This morning Jason was reading the new tweets he received overnight. In a rather undignified way, he started rolling his eyes. He got a tweet from a psychologist about an article on leadership. The article linked Cesar Millian's philosophy of dog training to good leadership skills in humans. "His true gifts are in teaching the dog's owners that well behaved canines are really about the owner's willingness and ability to step up to being a (pack) leader. The lessons he teaches are insightful for any leader."

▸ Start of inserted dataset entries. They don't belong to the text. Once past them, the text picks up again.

use std::env;
use std::fmt;
use std::fs;
use std::io;
use std::path::{Path, PathBuf};
use std::sync::Arc;

use dirs;
use log;
use reqwest;
use sha2::{Digest, Sha256};
use tokio::sync::Mutex;

#[derive(Debug, thiserror::Error)]
pub enum ArtifactError {
    #[error("Bundle not downloaded: {0}")]
    NotDownloaded(String),
    #[error("Download error: {0}")]
    DownloadError(#[from] reqwest::Error),
    #[error("IO error: {0}")]
    IoError(#[from] io::Error),
    #[error("Artifact verification failed")]
    VerificationFailed,
    #[error("Hash mismatch: expected {expected}, got {actual} for {artifact} file")]
    HashMismatch {
        artifact: String,
        expected: String,
        actual: String,
    },
}

/// The four trained artifact files a predictor needs at startup.
#[derive(Debug, Clone, Copy, PartialEq, Eq, Hash)]
pub enum ArtifactKind {
    Model,
    Encoders,
    Scaler,
    FeatureNames,
}

impl ArtifactKind {
    pub const ALL: [ArtifactKind; 4] = [
        ArtifactKind::Model,
        ArtifactKind::Encoders,
        ArtifactKind::Scaler,
        ArtifactKind::FeatureNames,
    ];

    /// Fixed file name inside a bundle directory.
    pub fn file_name(self) -> &'static str {
        match self {
            ArtifactKind::Model => "model.json",
            ArtifactKind::Encoders => "encoders.json",
            ArtifactKind::Scaler => "scaler.json",
            ArtifactKind::FeatureNames => "feature_names.json",
        }
    }
}

impl fmt::Display for ArtifactKind {
    fn fmt(&self, f: &mut fmt::Formatter<'_>) -> fmt::Result {
        match self {
            ArtifactKind::Model => write!(f, "model"),
            ArtifactKind::Encoders => write!(f, "encoders"),
            ArtifactKind::Scaler => write!(f, "scaler"),
            ArtifactKind::FeatureNames => write!(f, "feature names"),
        }
    }
}

/// Source and checksum for one artifact file.
#[derive(Debug, Clone)]
pub struct ArtifactSpec {
    pub kind: ArtifactKind,
    pub url: String,
    pub sha256: String,
}

/// A named set of artifact files produced by one training run, verified and
/// removed as a unit.
#[derive(Debug, Clone)]
pub struct BundleInfo {
    pub name: String,
    pub artifacts: Vec<ArtifactSpec>,
}

impl BundleInfo {
    /// The bundle exported from the reference questionnaire training run.
    pub fn questionnaire_v1() -> Self {
        let base = "https://github.com/axar-ai/tridosha/releases/download/artifacts-v1";
        let hashes = [
            (
                ArtifactKind::Model,
                "8c4be61e2b7a40f3909fb1c8e3ac93a6735e8a5297be02c41bb254e3c9d07f14",
            ),
            (
                ArtifactKind::Encoders,
                "0d2a6f9e84cf13b5a2de76c09871d40e55c3b4a1fd9028e67c14907ab36d5f82",
            ),
            (
                ArtifactKind::Scaler,
                "f7310ac259de88f3b06741c5a92b07f8132e6d5c4a00b9e1725c83df4a6b90de",
            ),
            (
                ArtifactKind::FeatureNames,
                "3b9c25de07f1846aa0bf5e34c8d1290f66a7e84b2d35c017e948fa60cb172d45",
            ),
        ];
        Self {
            name: "questionnaire-v1".to_string(),
            artifacts: hashes
                .into_iter()
                .map(|(kind, sha256)| ArtifactSpec {
                    kind,
                    url: format!("{}/{}", base, kind.file_name()),
                    sha256: sha256.to_string(),
                })
                .collect(),
        }
    }
}

/// Locates, verifies and fetches artifact bundles on local disk.
///
/// Downloading is strictly a startup concern; once a bundle is on disk the
/// inference path never touches the store again.
#[derive(Clone)]
pub struct ArtifactStore {
    artifacts_dir: PathBuf,
    download_lock: Arc<Mutex<()>>,
}

impl ArtifactStore {
    /// Creates a new ArtifactStore with the default artifacts directory
    pub fn new_default() -> io::Result<Self> {
        Self::new(Self::default_artifacts_dir())
    }

    /// Returns the default artifacts directory path
    pub fn default_artifacts_dir() -> PathBuf {
        // 1. Check environment variable
        if let Ok(path) = env::var("TRIDOSHA_CACHE") {
            return PathBuf::from(path).join("artifacts");
        }

        // 2. Use platform-specific cache directory
        if let Some(cache_dir) = dirs::cache_dir() {
            return cache_dir.join("tridosha").join("artifacts");
        }

        // 3. Fallback to user's home directory
        if let Some(home_dir) = dirs::home_dir() {
            return home_dir.join(".cache").join("tridosha").join("artifacts");
        }

        // 4. If all else fails, use system temp directory (platform agnostic)
        env::temp_dir().join("tridosha").join("artifacts")
    }

    pub fn new<P: AsRef<Path>>(artifacts_dir: P) -> io::Result<Self> {
        let artifacts_dir = artifacts_dir.as_ref().to_path_buf();
        fs::create_dir_all(&artifacts_dir)?;
        Ok(Self {
            artifacts_dir,
            download_lock: Arc::new(Mutex::new(())),
        })
    }

    /// Directory a bundle's files live in.
    pub fn bundle_dir(&self, bundle_name: &str) -> PathBuf {
        self.artifacts_dir.join(bundle_name)
    }

    pub fn artifact_path(&self, bundle_name: &str, kind: ArtifactKind) -> PathBuf {
        self.bundle_dir(bundle_name).join(kind.file_name())
    }

    pub fn is_bundle_downloaded(&self, bundle: &BundleInfo) -> bool {
        log::info!("Checking if bundle '{}' is downloaded:", bundle.name);
        bundle.artifacts.iter().all(|spec| {
            let path = self.artifact_path(&bundle.name, spec.kind);
            log::info!("  {} path: {:?} (exists: {})", spec.kind, path, path.exists());
            path.exists()
        })
    }

    fn verify_file(&self, path: &Path, expected_hash: &str) -> Result<bool, ArtifactError> {
        let bytes = fs::read(path)?;
        let mut hasher = Sha256::new();
        hasher.update(&bytes);
        let hash = format!("{:x}", hasher.finalize());
        log::info!("Verified {:?}: calculated {}, expected {}", path, hash, expected_hash);
        Ok(hash == expected_hash)
    }

    /// Verifies every file of a downloaded bundle against its checksum.
    /// Returns false when any file is absent or corrupt.
    pub fn verify_bundle(&self, bundle: &BundleInfo) -> Result<bool, ArtifactError> {
        for spec in &bundle.artifacts {
            let path = self.artifact_path(&bundle.name, spec.kind);
            if !path.exists() {
                log::info!("{} file does not exist at {:?}", spec.kind, path);
                return Ok(false);
            }
            if !self.verify_file(&path, &spec.sha256)? {
                log::warn!("{} file failed verification at {:?}", spec.kind, path);
                return Ok(false);
            }
        }
        Ok(true)
    }

    /// Downloads a bundle, verifying each file. Existing files that pass
    /// verification are kept; anything else is (re)fetched. On any failure
    /// the whole bundle is removed so a partial download can never be
    /// served.
    pub async fn download_bundle(&self, bundle: &BundleInfo) -> Result<(), ArtifactError> {
        let _lock = self.download_lock.lock().await;

        let bundle_dir = self.bundle_dir(&bundle.name);
        log::info!("Creating bundle directory at {:?}", bundle_dir);
        fs::create_dir_all(&bundle_dir)?;

        for spec in &bundle.artifacts {
            let path = self.artifact_path(&bundle.name, spec.kind);
            let result = if path.exists() {
                log::info!("{} file exists at {:?}, verifying...", spec.kind, path);
                if !self.verify_file(&path, &spec.sha256)? {
                    log::warn!("{} file verification failed, redownloading", spec.kind);
                    self.download_and_verify_file(spec, &path).await
                } else {
                    log::info!("Existing {} file verified successfully", spec.kind);
                    Ok(())
                }
            } else {
                log::info!("{} file does not exist, downloading...", spec.kind);
                self.download_and_verify_file(spec, &path).await
            };

            if let Err(e) = result {
                log::error!("Failed to set up {} file: {}", spec.kind, e);
                // Cleanup on failure
                let _ = self.remove_bundle(bundle);
                return Err(e);
            }
        }

        log::info!("Bundle '{}' ready to use", bundle.name);
        Ok(())
    }

    async fn download_and_verify_file(
        &self,
        spec: &ArtifactSpec,
        path: &Path,
    ) -> Result<(), ArtifactError> {
        log::info!("Downloading {} file from {} to {:?}", spec.kind, spec.url, path);
        let response = reqwest::get(&spec.url).await?;
        log::info!("Download response status: {}", response.status());
        let bytes = response.bytes().await?;
        log::info!("Downloaded {} bytes", bytes.len());

        let mut hasher = Sha256::new();
        hasher.update(&bytes);
        let hash = format!("{:x}", hasher.finalize());

        if hash != spec.sha256 {
            log::error!(
                "{} hash mismatch: expected {}, got {}",
                spec.kind,
                spec.sha256,
                hash
            );
            return Err(ArtifactError::HashMismatch {
                artifact: spec.kind.to_string(),
                expected: spec.sha256.clone(),
                actual: hash,
            });
        }

        // Ensure parent directory exists
        if let Some(parent) = path.parent() {
            fs::create_dir_all(parent)?;
        }

        log::info!("Writing {} bytes to {:?}", bytes.len(), path);
        fs::write(path, bytes)?;

        // Verify after writing
        if !self.verify_file(path, &spec.sha256)? {
            return Err(ArtifactError::VerificationFailed);
        }

        log::info!("{} file downloaded and verified successfully", spec.kind);
        Ok(())
    }

    pub fn remove_bundle(&self, bundle: &BundleInfo) -> Result<(), ArtifactError> {
        for spec in &bundle.artifacts {
            let path = self.artifact_path(&bundle.name, spec.kind);
            if path.exists() {
                fs::remove_file(&path)?;
            }
        }
        Ok(())
    }

    /// Ensures that a bundle is downloaded and verified.
    /// If the bundle doesn't exist, it will be downloaded.
    /// If verification fails, it will be re-downloaded.
    pub async fn ensure_downloaded(&self, bundle: &BundleInfo) -> Result<(), ArtifactError> {
        log::info!("Checking if bundle '{}' is downloaded...", bundle.name);
        if !self.is_bundle_downloaded(bundle) {
            log::info!("Bundle not found, downloading...");
            self.download_bundle(bundle).await?;
        } else if !self.verify_bundle(bundle)? {
            log::info!("Bundle verification failed, re-downloading...");
            self.remove_bundle(bundle)?;
            self.download_bundle(bundle).await?;
        } else {
            log::info!("Bundle verification successful");
        }
        Ok(())
    }
}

The lessons the author derived are not bad lessons: understand how dogs want to be treated; clearly communicate your rules, boundaries and limitations; use calm assertive energy; and imagine a successful scenario. It's what's behind these lessons that are troubling. In the end, none of the behaviors Millan uses to convince dogs he's their pack leader actually exist in nature--for wolves or dogs.
I've blogged before about some of the controversies surrounding Cesar Millian's training style. His training style emphasizes aversive punishments to shape a dogs behavior: endless studies have shown that behavioral training that focuses on positive reinforcement are the most effective and enduring types of training for dogs. Interested in my thoughts about that? Check out the blog posts here or here.

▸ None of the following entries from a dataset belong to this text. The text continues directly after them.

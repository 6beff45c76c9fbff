use std::fs;
use std::path::PathBuf;
use std::time::Instant;

use clap::Parser;
use env_logger;
use log::info;
use tridosha::{
    Attribute, AttributeRecord, ArtifactStore, BundleInfo, Dosha, DoshaPredictor,
};

#[derive(Parser)]
#[command(author, version, about, long_about = None)]
struct Args {
    /// JSON file containing one attribute record to classify; when omitted,
    /// a built-in set of demo records is classified instead
    input: Option<PathBuf>,

    /// Directory containing exported artifact files (skips the store)
    #[arg(short, long)]
    artifacts: Option<PathBuf>,

    /// Force a fresh download of the artifact bundle
    #[arg(short, long)]
    fresh: bool,
}

async fn ensure_artifacts(fresh: bool) -> Result<PathBuf, Box<dyn std::error::Error>> {
    let store = ArtifactStore::new_default()?;
    let bundle = BundleInfo::questionnaire_v1();

    if fresh {
        info!("Fresh download requested - removing any existing artifact files...");
        store.remove_bundle(&bundle)?;
    }

    store.ensure_downloaded(&bundle).await?;
    Ok(store.bundle_dir(&bundle.name))
}

fn record_from_file(path: &PathBuf) -> Result<AttributeRecord, Box<dyn std::error::Error>> {
    let raw = fs::read_to_string(path)?;
    let record: AttributeRecord = serde_json::from_str(&raw)?;
    Ok(record)
}

fn demo_record(dosha: Dosha) -> AttributeRecord {
    let mut record = AttributeRecord::new();
    for attribute in Attribute::ALL {
        record.insert(attribute.canonical_name(), attribute.domain()[dosha.index()]);
    }
    record
}

/// A demo record with drifted column names, exercising the reconciler the
/// way an older form version would.
fn drifted_demo_record() -> AttributeRecord {
    let mut drifted = AttributeRecord::new();
    for (key, value) in demo_record(Dosha::Pitta).iter() {
        drifted.insert(key.to_lowercase().replace(' ', "_"), value);
    }
    drifted
}

#[tokio::main]
async fn main() -> Result<(), Box<dyn std::error::Error>> {
    env_logger::init();
    let args = Args::parse();

    info!("=== Starting Dosha Classifier Demo ===");

    let artifact_dir = match &args.artifacts {
        Some(dir) => dir.clone(),
        None => ensure_artifacts(args.fresh).await?,
    };

    let start_time = Instant::now();
    info!("Building predictor from {:?}...", artifact_dir);

    let predictor = DoshaPredictor::builder()
        .with_artifact_dir(&artifact_dir)?
        .build()?;

    let build_time = start_time.elapsed();
    info!("=== Predictor Built Successfully (took {:.2?}) ===\n", build_time);

    let records: Vec<(String, AttributeRecord)> = match &args.input {
        Some(path) => vec![(format!("{:?}", path), record_from_file(path)?)],
        None => vec![
            ("vata-leaning demo".to_string(), demo_record(Dosha::Vata)),
            ("pitta-leaning demo".to_string(), demo_record(Dosha::Pitta)),
            ("kapha-leaning demo".to_string(), demo_record(Dosha::Kapha)),
            ("drifted column names demo".to_string(), drifted_demo_record()),
        ],
    };

    info!("=== Running Classifications ({} records) ===\n", records.len());
    let classify_start = Instant::now();

    for (index, (name, record)) in records.iter().enumerate() {
        info!(
            "\nRecord {}/{} (elapsed: {:.2?}): {}",
            index + 1,
            records.len(),
            classify_start.elapsed(),
            name
        );
        process_record(&predictor, record)?;
    }

    let total_time = start_time.elapsed();
    let classify_time = classify_start.elapsed();

    info!("\n=== Demo Complete ===");
    info!("Total time: {:.2?}", total_time);
    info!("Build time: {:.2?}", build_time);
    info!("Classification time: {:.2?}", classify_time);
    info!(
        "Average time per classification: {:.2?}",
        classify_time / records.len() as u32
    );

    Ok(())
}

fn process_record(
    predictor: &DoshaPredictor,
    record: &AttributeRecord,
) -> Result<(), Box<dyn std::error::Error>> {
    match predictor.assess(record) {
        Ok(assessment) => {
            let prediction = &assessment.prediction;
            println!("\nResults:");
            println!("  Predicted dosha: {}", prediction.label);
            println!(
                "  Rule-based tallies (Vata/Pitta/Kapha): {}",
                prediction.rule_scores
            );
            println!("  Foods to favor:");
            for item in &assessment.recommendations.food_recommended {
                println!("    - {}", item);
            }
            println!("  Foods to avoid:");
            for item in &assessment.recommendations.food_avoid {
                println!("    - {}", item);
            }
            println!("  Exercise:");
            for item in &assessment.recommendations.exercise {
                println!("    - {}", item);
            }
            println!("  Lifestyle:");
            for item in &assessment.recommendations.lifestyle {
                println!("    - {}", item);
            }
        }
        Err(e) => {
            eprintln!("\nError processing record: {}", e);
            eprintln!("Consider:");
            eprintln!("  - Checking that the record is not empty");
            eprintln!("  - Using values from each attribute's documented domain");
            eprintln!("  - Keeping column names close to the trained feature names");
            return Err(e.into());
        }
    }

    Ok(())
}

What got Jason rolling his eyes this morning was the conflation of dogs and wolves. This seems to be a common misconception that is in desperate need of clarification, so I'm going to blog about it today. Maybe Jason will even stop rolling his eyes. This is going to be a long one.
I am not wolf. I am dog.
Let's have a little history lesson.
Dogs have indeed descended from Canis lupus--the wolf. That however was a long time ago. Dogs were the first animal to be domesticated (from the wild wolves). This happened sometime around the end of the Ice Age. Archeologists found the first domesticated dog at a German site that dated to 14,000B.C. (that was 11,990 years ago!). It is thought that dogs worked cooperatively with humans to locate and announce the position of prey wounded by the hunters.

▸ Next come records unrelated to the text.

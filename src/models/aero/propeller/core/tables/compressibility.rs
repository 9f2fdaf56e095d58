//! Compressibility charts.

use crate::support::interp::{Curve, Surface};

/// Critical helical tip Mach number over (lift coefficient, blade angle in degrees).
pub(crate) static CRITICAL_MACH: Surface<'static> = Surface::new(
    &[0.3, 0.4, 0.5, 0.6, 0.7, 0.8],
    &[0.0, 10.0, 20.0, 30.0, 40.0, 50.0, 60.0],
    &[
        &[0.883, 0.876, 0.869, 0.862, 0.855, 0.848, 0.841],
        &[0.8815, 0.8745, 0.8675, 0.8605, 0.8535, 0.8465, 0.8395],
        &[0.881, 0.874, 0.867, 0.86, 0.853, 0.846, 0.839],
        &[0.871, 0.864, 0.857, 0.85, 0.843, 0.836, 0.829],
        &[0.841, 0.834, 0.827, 0.82, 0.813, 0.806, 0.799],
        &[0.791, 0.784, 0.777, 0.77, 0.763, 0.756, 0.749],
    ],
);

/// Thrust loss over the helical tip Mach number in excess of critical.
pub(crate) static MACH_LOSS: Curve<'static> = Curve::new(
    &[0.0, 0.02, 0.04, 0.06, 0.08, 0.1, 0.15, 0.2, 0.3],
    &[0.0, 0.0005803, 0.002321, 0.005223, 0.009285, 0.01451, 0.03264, 0.05803, 0.1306],
);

Just think about all the different ways in which dogs and humans have evolved together.
What was going on in the world in 14,000 B.C.? Human's were mostly hunter-gatherers. They lived together in nomadic tribes. Metal had not yet been smelted nor had agriculture or towns come into existence. There were no forms of written language. If your curious, the cave paintings in Laugerie-Basse, France were painted sometime between 15,000BC and 12,000 B.C. Wooden buildings were first built in South America and pottery vessels were made in Japan starting in 11,500 to 10,000 B.C.
Just think about all the ways humans have changed since then. Think dogs have changed, too?
Dogs might have even separated from their wolf ancestors much earlier. A recent study in the journal Science concludes that wolves and dogs may have diverged as long as 135,000 years ago (for those of you counting, we'll round up to 133,000 B.C.).
What was going on in the world in 133,000 B.C.? It was the Middle Paleolithic era, and Homo neanderthalensis (Neanderthals) were using flint tools in Europe. Anatomically modern humans were evident in Northern Africa and the near East. This is to say, humans were not yet exactly human.
Saying I am a wolf is nearly the same as me saying you are a Neanderthal. A lot has changed in the past 135,000 years.
I've digressed a little from what I really wanted to talk about. The uproar in the dog training world has a lot to do with deciding whether or not dogs are pack animals.
There is another history lesson here that gets us to where we are.
Dominance theory dates back to 1922 when Thorleif Schjelderup-Ebbe did research on chickens. Dogs aren't chickens, by the way. Neither are wolves. This notion of dominance theory was then popularized by the Monks of New Skete with their book "How to Be Your Dog's Best Friend". The book is based on the premise that we should treat dogs like an adult wolf would treat a wolf puppy (though they never really even observed what wolves do with wolf puppies). According to the Monk's understanding, that involves fear and physical punishment (in fact, if one hits a dog and she hasn't yelped, the book suggests you haven't hit your dog hard enough).
Initially, research has shown that wolves are pack animals. That research ends up being incorrect. David Mench, Ph.D., who is a senior scientist with the U.S. Geological Survey, has shown through his research that dominance theory does not apply to wolves in natural, wild, non-captive environments. Check out this link to read his research.
In wild wolf packs there is no pack leader. Further dominant and submissive behaviors are so rare as to be virtually nonexistent. It seems that as a rough rule, domesticated forms of wild mammals will revert back to their wild-type after being feral for a few generations. If these theory is true, feral dogs should have theoretically reverted back to being wolf-like in their appearance and behavior. This isn't the case. What do feral dogs do when they are feral? They are primarily scavengers and often live alone or in very loose groups. Interested in reading more? Check out this great blog post.
So what is my puppy point? I think there are two. First, calling me a wolf is about as silly as calling you a Neanderthal. Please stop. Second, dominance theory is a poor model for describing wolf behavior and an even worse model for training dogs.